Kenward and I were both free to choose any letter of the alphabet to begin. Whoever among us got to a letter first would determine the response of the other. I made a drawing for El Zebra Club (for “E”) from a photo I’d taken of a nondescript bar I’d seen in Aberdeen, South Dakota. Kenward, in response, placed El Zebra at 242 Bushmiller Blvd. in Montclair, N.J. His bar for the letter E had a “Live Act in Mirror Maze Surroundings” and MADAME X and her “educated doggy act.” When Kenward wrote first for “N” it became Nouvelle Kiwis-‘N-Art Bar. He described a bar in a building shaped like a giant Cuisinart, and I was challenged to draw a Cuisinart-shaped building that looked like a believable, hip, L.A. destination.

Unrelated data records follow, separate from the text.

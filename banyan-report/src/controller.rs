//! HTTP endpoint browsers send violation reports to.

use crate::forwarder::ReportForwarder;
use crate::sink::ForwardedViolation;
use async_trait::async_trait;
use banyan_config::ShieldConfig;
use banyan_core::{Error, HttpRequest, HttpResponse, RequestHandler, RuntimeMode};
use banyan_security::violation_report::{missing_fields, validate_violation_report};
use chrono::{SecondsFormat, Utc};
use serde_json::{Value, json};
use std::sync::Arc;
use tracing::{debug, warn};

/// Path the endpoint is mounted at; matches the policies' `report-uri`.
pub const REPORT_PATH: &str = banyan_security::content_security_policy::REPORT_URI;

/// Default upper bound on a report body.
pub const DEFAULT_MAX_REPORT_BYTES: usize = 64 * 1024;

/// Receives, validates, logs and forwards CSP violation reports.
///
/// - `GET` is a liveness check
/// - `POST` accepts one `{"csp-report": {...}}` document
#[derive(Debug, Clone)]
pub struct CspReportController {
    mode: RuntimeMode,
    max_report_bytes: usize,
    forwarder: Arc<ReportForwarder>,
}

impl CspReportController {
    pub fn new(mode: RuntimeMode, forwarder: ReportForwarder) -> Self {
        Self {
            mode,
            max_report_bytes: DEFAULT_MAX_REPORT_BYTES,
            forwarder: Arc::new(forwarder),
        }
    }

    /// Controller wired to the sinks configured in `config`.
    pub fn from_config(config: &ShieldConfig) -> crate::ReportResult<Self> {
        let forwarder = ReportForwarder::from_config(&config.reporting)?;
        Ok(Self::new(config.mode, forwarder).with_max_report_bytes(config.reporting.max_report_bytes))
    }

    pub fn with_max_report_bytes(mut self, max: usize) -> Self {
        self.max_report_bytes = max;
        self
    }

    pub fn forwarder(&self) -> &ReportForwarder {
        &self.forwarder
    }

    /// Route a request aimed at [`REPORT_PATH`] by method.
    pub fn handle(&self, req: &HttpRequest) -> Result<HttpResponse, Error> {
        match req.method.to_ascii_uppercase().as_str() {
            "GET" => Self::liveness(),
            "POST" => self.receive(req),
            other => {
                debug!(method = %other, "Method not allowed on CSP report endpoint");
                Ok(error_response(HttpResponse::method_not_allowed(), "Method not allowed")?
                    .with_header("Allow", "GET, POST"))
            }
        }
    }

    fn liveness() -> Result<HttpResponse, Error> {
        HttpResponse::ok().with_json(&json!({
            "message": "CSP report endpoint is active",
            "timestamp": Utc::now().to_rfc3339_opts(SecondsFormat::Millis, true),
        }))
    }

    fn receive(&self, req: &HttpRequest) -> Result<HttpResponse, Error> {
        if req.body.len() > self.max_report_bytes {
            warn!(
                size = req.body.len(),
                limit = self.max_report_bytes,
                "Rejected oversized CSP report"
            );
            return error_response(HttpResponse::payload_too_large(), "CSP report too large");
        }

        let report: Value = match serde_json::from_slice(&req.body) {
            Ok(value) => value,
            Err(err) => {
                debug!(error = %err, "Rejected CSP report with malformed JSON");
                return error_response(HttpResponse::bad_request(), "Invalid JSON body");
            }
        };

        if !validate_violation_report(&report) {
            debug!(missing = ?missing_fields(&report), "Rejected malformed CSP report");
            return error_response(HttpResponse::bad_request(), "Invalid CSP report format");
        }

        let Some(forwarded) = ForwardedViolation::from_report(self.mode, report) else {
            return error_response(HttpResponse::bad_request(), "Invalid CSP report format");
        };
        let violation = &forwarded.violation;

        warn!(
            blocked_uri = %violation.blocked_uri,
            document_uri = %violation.document_uri,
            effective_directive = %violation.effective_directive,
            violated_directive = %violation.violated_directive,
            original_policy = %violation.original_policy,
            referrer = %violation.referrer,
            status_code = %violation.status_code,
            environment = %self.mode,
            "CSP violation reported"
        );

        self.forwarder.dispatch(forwarded);

        HttpResponse::ok().with_json(&json!({ "status": "received" }))
    }
}

#[async_trait]
impl RequestHandler for CspReportController {
    async fn handle(&self, req: HttpRequest) -> Result<HttpResponse, Error> {
        if req.path != REPORT_PATH {
            return Err(Error::NotFound(req.path));
        }
        CspReportController::handle(self, &req)
    }
}

fn error_response(response: HttpResponse, message: &str) -> Result<HttpResponse, Error> {
    response.with_json(&json!({ "error": message }))
}
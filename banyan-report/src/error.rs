//! Report forwarding errors

use thiserror::Error;

/// Errors raised while building or running forwarding sinks.
#[derive(Error, Debug)]
pub enum ReportError {
    /// Transport-level failure talking to a sink
    #[error("HTTP error: {0}")]
    Http(#[from] reqwest::Error),

    /// Sink answered with a non-success status
    #[error("{sink} responded with HTTP {status}")]
    Status { sink: &'static str, status: u16 },

    /// Error-tracking DSN could not be parsed
    #[error("Invalid DSN: {0}")]
    InvalidDsn(String),

    /// Serialization error
    #[error("Serialization error: {0}")]
    Serialization(#[from] serde_json::Error),
}

/// Result type for report operations
pub type ReportResult<T> = Result<T, ReportError>;
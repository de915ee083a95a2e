// HTTP/1 server driving a single request handler

use crate::{Error, HttpRequest, HttpResponse};
use async_trait::async_trait;
use bytes::Bytes;
use http_body_util::{BodyExt, Full, LengthLimitError, Limited};
use hyper::body::Incoming as IncomingBody;
use hyper::header::{HeaderName, HeaderValue};
use hyper::server::conn::http1;
use hyper::service::service_fn;
use hyper::{Request, Response, StatusCode};
use hyper_util::rt::TokioIo;
use std::collections::HashMap;
use std::convert::Infallible;
use std::future::Future;
use std::net::SocketAddr;
use std::sync::Arc;
use tokio::net::TcpListener;
use tracing::{debug, error, info, warn};

/// Handles every request the server accepts.
#[async_trait]
pub trait RequestHandler: Send + Sync + 'static {
    async fn handle(&self, req: HttpRequest) -> Result<HttpResponse, Error>;
}

/// Largest request body read by default.
pub const DEFAULT_BODY_LIMIT: usize = 1024 * 1024;

/// HTTP server bound to one address and one handler.
pub struct Server<H> {
    addr: SocketAddr,
    handler: Arc<H>,
    body_limit: usize,
}

impl<H: RequestHandler> Server<H> {
    pub fn new(addr: SocketAddr, handler: H) -> Self {
        Self {
            addr,
            handler: Arc::new(handler),
            body_limit: DEFAULT_BODY_LIMIT,
        }
    }

    /// Reject request bodies larger than `bytes` with 413 while they stream in.
    pub fn with_body_limit(mut self, bytes: usize) -> Self {
        self.body_limit = bytes;
        self
    }

    pub fn addr(&self) -> SocketAddr {
        self.addr
    }

    /// Serve until Ctrl-C is received.
    pub async fn listen(self) -> Result<(), Error> {
        self.serve_until(async {
            if let Err(err) = tokio::signal::ctrl_c().await {
                error!(error = %err, "Failed to listen for shutdown signal");
            }
        })
        .await
    }

    /// Bind the configured address and serve until `shutdown` resolves.
    pub async fn serve_until<F>(self, shutdown: F) -> Result<(), Error>
    where
        F: Future<Output = ()>,
    {
        let listener = TcpListener::bind(self.addr).await?;
        self.serve_listener(listener, shutdown).await
    }

    /// Serve connections from an already bound listener until `shutdown` resolves.
    ///
    /// In-flight connections keep running on their own tasks after shutdown.
    pub async fn serve_listener<F>(self, listener: TcpListener, shutdown: F) -> Result<(), Error>
    where
        F: Future<Output = ()>,
    {
        let local_addr = listener.local_addr()?;
        info!(addr = %local_addr, "Server listening");

        tokio::pin!(shutdown);

        loop {
            tokio::select! {
                accepted = listener.accept() => {
                    let (stream, peer) = match accepted {
                        Ok(conn) => conn,
                        Err(err) => {
                            warn!(error = %err, "Failed to accept connection");
                            continue;
                        }
                    };

                    let io = TokioIo::new(stream);
                    let handler = self.handler.clone();
                    let body_limit = self.body_limit;

                    tokio::spawn(async move {
                        let service = service_fn(move |req: Request<IncomingBody>| {
                            let handler = handler.clone();
                            async move { handle_request(req, handler, body_limit).await }
                        });

                        if let Err(err) = http1::Builder::new().serve_connection(io, service).await {
                            debug!(peer = %peer, error = %err, "Error serving connection");
                        }
                    });
                }
                _ = &mut shutdown => {
                    info!("Shutdown signal received, stopping server");
                    return Ok(());
                }
            }
        }
    }
}

/// Handle an incoming HTTP request
async fn handle_request<H: RequestHandler>(
    req: Request<IncomingBody>,
    handler: Arc<H>,
    body_limit: usize,
) -> Result<Response<Full<Bytes>>, Infallible> {
    let response = match into_http_request(req, body_limit).await {
        Ok(request) => {
            let method = request.method.clone();
            let path = request.path.clone();

            match handler.handle(request).await {
                Ok(resp) => resp,
                Err(err) => {
                    if err.is_client_error() {
                        debug!(method = %method, path = %path, error = %err, "Request rejected");
                    } else {
                        error!(method = %method, path = %path, error = %err, "Request failed");
                    }
                    err.into_response()
                }
            }
        }
        Err(err) => {
            debug!(error = %err, "Failed to read request");
            err.into_response()
        }
    };

    Ok(into_hyper_response(response))
}

async fn into_http_request(
    req: Request<IncomingBody>,
    body_limit: usize,
) -> Result<HttpRequest, Error> {
    let (parts, body) = req.into_parts();

    let mut request = HttpRequest::new(parts.method.to_string(), parts.uri.path());
    request.query_params = parse_query(parts.uri.query());

    for (name, value) in &parts.headers {
        if let Ok(value_str) = value.to_str() {
            request
                .headers
                .insert(name.to_string(), value_str.to_string());
        }
    }

    request.body = Limited::new(body, body_limit)
        .collect()
        .await
        .map_err(|err| body_error(err, body_limit))?
        .to_bytes()
        .to_vec();

    Ok(request)
}

fn body_error(err: Box<dyn std::error::Error + Send + Sync>, limit: usize) -> Error {
    if err.is::<LengthLimitError>() {
        return Error::PayloadTooLarge(format!("request body exceeds {} bytes", limit));
    }
    match err.downcast::<hyper::Error>() {
        Ok(err) => Error::Hyper(*err),
        Err(err) => Error::Internal(err.to_string()),
    }
}

fn parse_query(query: Option<&str>) -> HashMap<String, String> {
    query
        .and_then(|q| serde_urlencoded::from_str::<Vec<(String, String)>>(q).ok())
        .map(|pairs| pairs.into_iter().collect())
        .unwrap_or_default()
}

fn into_hyper_response(response: HttpResponse) -> Response<Full<Bytes>> {
    let mut out = Response::new(Full::new(Bytes::from(response.body)));
    *out.status_mut() =
        StatusCode::from_u16(response.status).unwrap_or(StatusCode::INTERNAL_SERVER_ERROR);

    for (key, value) in response.headers {
        match (
            HeaderName::from_bytes(key.as_bytes()),
            HeaderValue::from_str(&value),
        ) {
            (Ok(name), Ok(value)) => {
                out.headers_mut().insert(name, value);
            }
            _ => warn!(header = %key, "Dropping response header with invalid name or value"),
        }
    }

    out
}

What great fun we had. We came together every evening for dinner which was always at six PM when the light was most golden. If Kenward had completed a poem that day, he would read it to Joe and me as we enjoyed drinks in the Adirondack chairs. If I had completed a drawing, I placed it on the mantle by the dining table inside for Kenward and Joe to see when we came in to eat. Kenward described our process as “break[ing] down the barrier between image and narrative, so that each drawing and tale coheres with back-and-forth intensity.” Kenward had it right. 26 Bars was a true collaboration.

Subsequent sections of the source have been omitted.